Information supplied >>
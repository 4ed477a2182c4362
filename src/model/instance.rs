// src/model/instance.rs

use crate::error::{Result, SddpError};
use crate::simulation::config::ModelParams;
use serde::{Deserialize, Serialize};

/// Conditional probabilities of a stage must sum to one within this.
pub const PROBABILITY_TOLERANCE: f64 = 1e-6;

/// A discrete supply unit with fixed volume and per-unit-volume costs.
#[derive(Debug, Clone, PartialEq, Serialize, Deserialize)]
pub struct Lot {
    /// Label used in instance files.
    pub id: u32,
    pub volume: f64,
    pub acquisition_cost: f64,
    pub cancellation_cost: f64,
    pub postponement_cost: f64,
}

/// One demand realisation of a stage and its conditional probability.
#[derive(Debug, Clone, Copy, PartialEq, Serialize, Deserialize)]
pub struct Scenario {
    pub probability: f64,
    pub demand: f64,
}

#[derive(Debug, Clone, PartialEq, Serialize, Deserialize)]
pub struct StageData {
    pub holding_cost: f64,
    /// Lots that can be bought now and arrive next stage (indices into `lots`).
    #[serde(default)]
    pub purchasable: Vec<usize>,
    /// Lots already bought that arrive next stage and may be cancelled or
    /// postponed now.
    #[serde(default)]
    pub committed: Vec<usize>,
    pub scenarios: Vec<Scenario>,
}

/// Static input of the lot-sizing problem.
#[derive(Debug, Clone, PartialEq, Serialize, Deserialize)]
pub struct Instance {
    pub lots: Vec<Lot>,
    pub inventory_min: f64,
    pub inventory_max: f64,
    pub initial_inventory: f64,
    /// Lots arriving in the first stage, committed before the horizon.
    #[serde(default)]
    pub initial_arrivals: Vec<usize>,
    pub stages: Vec<StageData>,
}

impl Instance {
    pub fn horizon(&self) -> usize {
        self.stages.len()
    }

    /// Lots whose arrival at stage `t` was fixed one stage earlier.
    pub fn arriving(&self, t: usize) -> &[usize] {
        if t == 0 {
            &self.initial_arrivals
        } else {
            &self.stages[t - 1].committed
        }
    }

    /// Lots bought at stage `t - 1`.
    pub fn previously_purchasable(&self, t: usize) -> &[usize] {
        if t == 0 {
            &[]
        } else {
            &self.stages[t - 1].purchasable
        }
    }

    /// Lots committed two stages before `t`, the only ones that may arrive
    /// at `t` after a postponement.
    pub fn postponable_into(&self, t: usize) -> &[usize] {
        if t < 2 {
            &[]
        } else {
            &self.stages[t - 2].committed
        }
    }

    /// Volume arriving at stage `t` from prior commitments, before any
    /// cancellation.
    pub fn fixed_arrival(&self, t: usize) -> f64 {
        self.arriving(t).iter().map(|&c| self.lots[c].volume).sum()
    }

    pub fn volumes(&self, lots: &[usize]) -> Vec<f64> {
        lots.iter().map(|&c| self.lots[c].volume).collect()
    }

    /// Number of root-to-leaf scenario paths, `None` on overflow.
    pub fn total_paths(&self) -> Option<usize> {
        self.stages
            .iter()
            .try_fold(1usize, |acc, stage| acc.checked_mul(stage.scenarios.len()))
    }

    /// Rejects instances the decomposition cannot be run on. Called before
    /// any subproblem is built.
    pub fn validate(&self) -> Result<()> {
        let horizon = self.horizon();
        if horizon < 2 {
            return Err(invalid(format!("need at least two stages, got {}", horizon)));
        }
        if self.inventory_min > self.inventory_max {
            return Err(invalid(format!(
                "inventory bounds are inverted ({} > {})",
                self.inventory_min, self.inventory_max
            )));
        }
        for (c, lot) in self.lots.iter().enumerate() {
            if lot.volume < 0.0 {
                return Err(invalid(format!("lot {} has negative volume", lot.id)));
            }
            if lot.costs().into_iter().chain([lot.volume]).any(|value| !value.is_finite()) {
                return Err(invalid(format!("lot at index {} has non-finite data", c)));
            }
        }

        let lot_count = self.lots.len();
        let check_lots = |what: &str, t: usize, lots: &[usize]| -> Result<()> {
            match lots.iter().find(|&&c| c >= lot_count) {
                Some(c) => Err(invalid(format!(
                    "stage {}: {} references unknown lot index {}",
                    t, what, c
                ))),
                None => Ok(()),
            }
        };
        check_lots("initial arrivals", 0, &self.initial_arrivals)?;

        for (t, stage) in self.stages.iter().enumerate() {
            check_lots("purchasable set", t, &stage.purchasable)?;
            check_lots("committed set", t, &stage.committed)?;

            if !stage.holding_cost.is_finite() {
                return Err(invalid(format!("stage {} has holding cost {}", t, stage.holding_cost)));
            }
            if stage.scenarios.is_empty() {
                return Err(invalid(format!("stage {} has no scenarios", t)));
            }
            if t == 0 && stage.scenarios.len() != 1 {
                return Err(invalid(format!(
                    "the first stage must have exactly one scenario, got {}",
                    stage.scenarios.len()
                )));
            }
            if t == horizon - 1 && (!stage.purchasable.is_empty() || !stage.committed.is_empty()) {
                return Err(invalid(
                    "the last stage cannot buy or hold commitments beyond the horizon".to_string(),
                ));
            }

            let mut total = 0.0;
            for (s, scenario) in stage.scenarios.iter().enumerate() {
                if !(scenario.probability >= 0.0) {
                    return Err(invalid(format!(
                        "stage {} scenario {} has probability {}",
                        t, s, scenario.probability
                    )));
                }
                if !(scenario.demand >= 0.0) {
                    return Err(invalid(format!(
                        "stage {} scenario {} has demand {}",
                        t, s, scenario.demand
                    )));
                }
                total += scenario.probability;
            }
            if (total - 1.0).abs() > PROBABILITY_TOLERANCE {
                return Err(invalid(format!(
                    "stage {} probabilities sum to {} instead of 1",
                    t, total
                )));
            }
        }

        // The first stage carries no slack, so its balance must close inside
        // the inventory bounds.
        let closing = self.initial_inventory + self.fixed_arrival(0) - self.stages[0].scenarios[0].demand;
        if closing < self.inventory_min || closing > self.inventory_max {
            return Err(invalid(format!(
                "first stage closes with inventory {:.4}, outside [{}, {}]",
                closing, self.inventory_min, self.inventory_max
            )));
        }
        Ok(())
    }

    /// [`Instance::validate`] plus the checks that depend on the model
    /// parameters. A non-negative proxy floor is only a valid bound on the
    /// future cost when no cost can be negative.
    pub fn validate_for(&self, params: &ModelParams) -> Result<()> {
        self.validate()?;
        if params.proxy_floor < 0.0 {
            return Ok(());
        }
        for lot in &self.lots {
            if lot.costs().iter().any(|&cost| cost < 0.0) {
                return Err(invalid(format!(
                    "lot {} has a negative cost but the proxy floor is {}",
                    lot.id, params.proxy_floor
                )));
            }
        }
        if let Some(t) = self.stages.iter().position(|stage| stage.holding_cost < 0.0) {
            return Err(invalid(format!(
                "stage {} has a negative holding cost but the proxy floor is {}",
                t, params.proxy_floor
            )));
        }
        Ok(())
    }
}

impl Lot {
    /// Acquisition, cancellation and postponement cost per unit of volume.
    pub fn costs(&self) -> [f64; 3] {
        [self.acquisition_cost, self.cancellation_cost, self.postponement_cost]
    }
}

fn invalid(message: String) -> SddpError {
    SddpError::InvalidInstance(message)
}


#[cfg(test)]
mod tests {
    use super::fixtures::small_instance;
    use super::*;
    use crate::simulation::config::SddpConfig;

    #[test]
    fn small_instance_is_valid() {
        let instance = small_instance();
        assert!(instance.validate().is_ok());
        assert_eq!(instance.total_paths(), Some(4));
        assert_eq!(instance.fixed_arrival(0), 25.0);
        assert_eq!(instance.fixed_arrival(1), 30.0);
        assert_eq!(instance.postponable_into(2), &[1]);
    }

    #[test]
    fn rejects_probabilities_that_do_not_sum_to_one() {
        let mut instance = small_instance();
        instance.stages[1].scenarios[0].probability = 0.5;
        let err = instance.validate().unwrap_err();
        assert!(matches!(err, SddpError::InvalidInstance(ref m) if m.contains("stage 1")));
    }

    #[test]
    fn rejects_infeasible_first_stage() {
        let mut instance = small_instance();
        instance.stages[0].scenarios[0].demand = 100.0;
        assert!(instance.validate().is_err());
    }

    #[test]
    fn rejects_commitments_in_last_stage() {
        let mut instance = small_instance();
        instance.stages[2].purchasable = vec![2];
        assert!(instance.validate().is_err());
    }

    #[test]
    fn rejects_non_finite_costs() {
        let mut instance = small_instance();
        instance.lots[2].postponement_cost = f64::NAN;
        assert!(instance.validate().is_err());

        let mut instance = small_instance();
        instance.stages[1].holding_cost = f64::INFINITY;
        assert!(instance.validate().is_err());
    }

    #[test]
    fn negative_costs_need_a_negative_proxy_floor() {
        let mut instance = small_instance();
        instance.lots[1].cancellation_cost = -5.0;
        let mut params = SddpConfig::default().model_params();
        assert!(instance.validate().is_ok());
        let err = instance.validate_for(&params).unwrap_err();
        assert!(matches!(err, SddpError::InvalidInstance(ref m) if m.contains("lot 2")));

        params.proxy_floor = -1e6;
        assert!(instance.validate_for(&params).is_ok());

        let mut instance = small_instance();
        instance.stages[2].holding_cost = -0.5;
        assert!(instance.validate_for(&SddpConfig::default().model_params()).is_err());
    }

    #[test]
    fn rejects_unknown_lot_reference() {
        let mut instance = small_instance();
        instance.stages[0].committed = vec![9];
        assert!(instance.validate().is_err());
    }
}
// src/model/state.rs

use serde::Serialize;

/// Addresses one value of a [`StageState`].
#[derive(Debug, Clone, Copy, PartialEq, Eq, Hash)]
pub enum StateComponent {
    Inventory,
    Acquire(usize),
    Cancel(usize),
    Postpone(usize),
    Carry(usize),
}

/// What stage `t` hands to stage `t + 1` along one scenario path.
///
/// Positions follow the producing stage's lot lists: `acquire` over its
/// purchasable lots, `cancel` and `postpone` over its committed lots, `carry`
/// over the lots that were due at that stage and got postponed. Once stored a
/// state is never changed; shared prefixes copy it.
#[derive(Debug, Clone, PartialEq, Default, Serialize)]
pub struct StageState {
    /// End-of-stage inventory.
    pub inventory: f64,
    pub acquire: Vec<f64>,
    pub cancel: Vec<f64>,
    pub postpone: Vec<f64>,
    pub carry: Vec<f64>,
}

impl StageState {
    pub fn component(&self, component: StateComponent) -> f64 {
        match component {
            StateComponent::Inventory => self.inventory,
            StateComponent::Acquire(k) => self.acquire[k],
            StateComponent::Cancel(k) => self.cancel[k],
            StateComponent::Postpone(k) => self.postpone[k],
            StateComponent::Carry(k) => self.carry[k],
        }
    }

    /// Every component paired with its value, inventory first.
    pub fn components(&self) -> Vec<(StateComponent, f64)> {
        let mut out = vec![(StateComponent::Inventory, self.inventory)];
        out.extend(self.acquire.iter().enumerate().map(|(k, &v)| (StateComponent::Acquire(k), v)));
        out.extend(self.cancel.iter().enumerate().map(|(k, &v)| (StateComponent::Cancel(k), v)));
        out.extend(self.postpone.iter().enumerate().map(|(k, &v)| (StateComponent::Postpone(k), v)));
        out.extend(self.carry.iter().enumerate().map(|(k, &v)| (StateComponent::Carry(k), v)));
        out
    }

    /// Sum of `volumes[k] * values[k]`.
    pub fn weighted(values: &[f64], volumes: &[f64]) -> f64 {
        values.iter().zip(volumes).map(|(v, q)| v * q).sum()
    }
}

What needs to be done >> Your answer must consist solely of the lines above between the line holding "in instance files." and the line holding "pub fn horizon(&self)", inclusive, copied exactly.

Solved problem >>
    /// Label used in instance files.
    pub id: u32,
    pub volume: f64,
    pub acquisition_cost: f64,
    pub cancellation_cost: f64,
    pub postponement_cost: f64,
}

/// One demand realisation of a stage and its conditional probability.
#[derive(Debug, Clone, Copy, PartialEq, Serialize, Deserialize)]
pub struct Scenario {
    pub probability: f64,
    pub demand: f64,
}

#[derive(Debug, Clone, PartialEq, Serialize, Deserialize)]
pub struct StageData {
    pub holding_cost: f64,
    /// Lots that can be bought now and arrive next stage (indices into `lots`).
    #[serde(default)]
    pub purchasable: Vec<usize>,
    /// Lots already bought that arrive next stage and may be cancelled or
    /// postponed now.
    #[serde(default)]
    pub committed: Vec<usize>,
    pub scenarios: Vec<Scenario>,
}

/// Static input of the lot-sizing problem.
#[derive(Debug, Clone, PartialEq, Serialize, Deserialize)]
pub struct Instance {
    pub lots: Vec<Lot>,
    pub inventory_min: f64,
    pub inventory_max: f64,
    pub initial_inventory: f64,
    /// Lots arriving in the first stage, committed before the horizon.
    #[serde(default)]
    pub initial_arrivals: Vec<usize>,
    pub stages: Vec<StageData>,
}

impl Instance {
    pub fn horizon(&self) -> usize {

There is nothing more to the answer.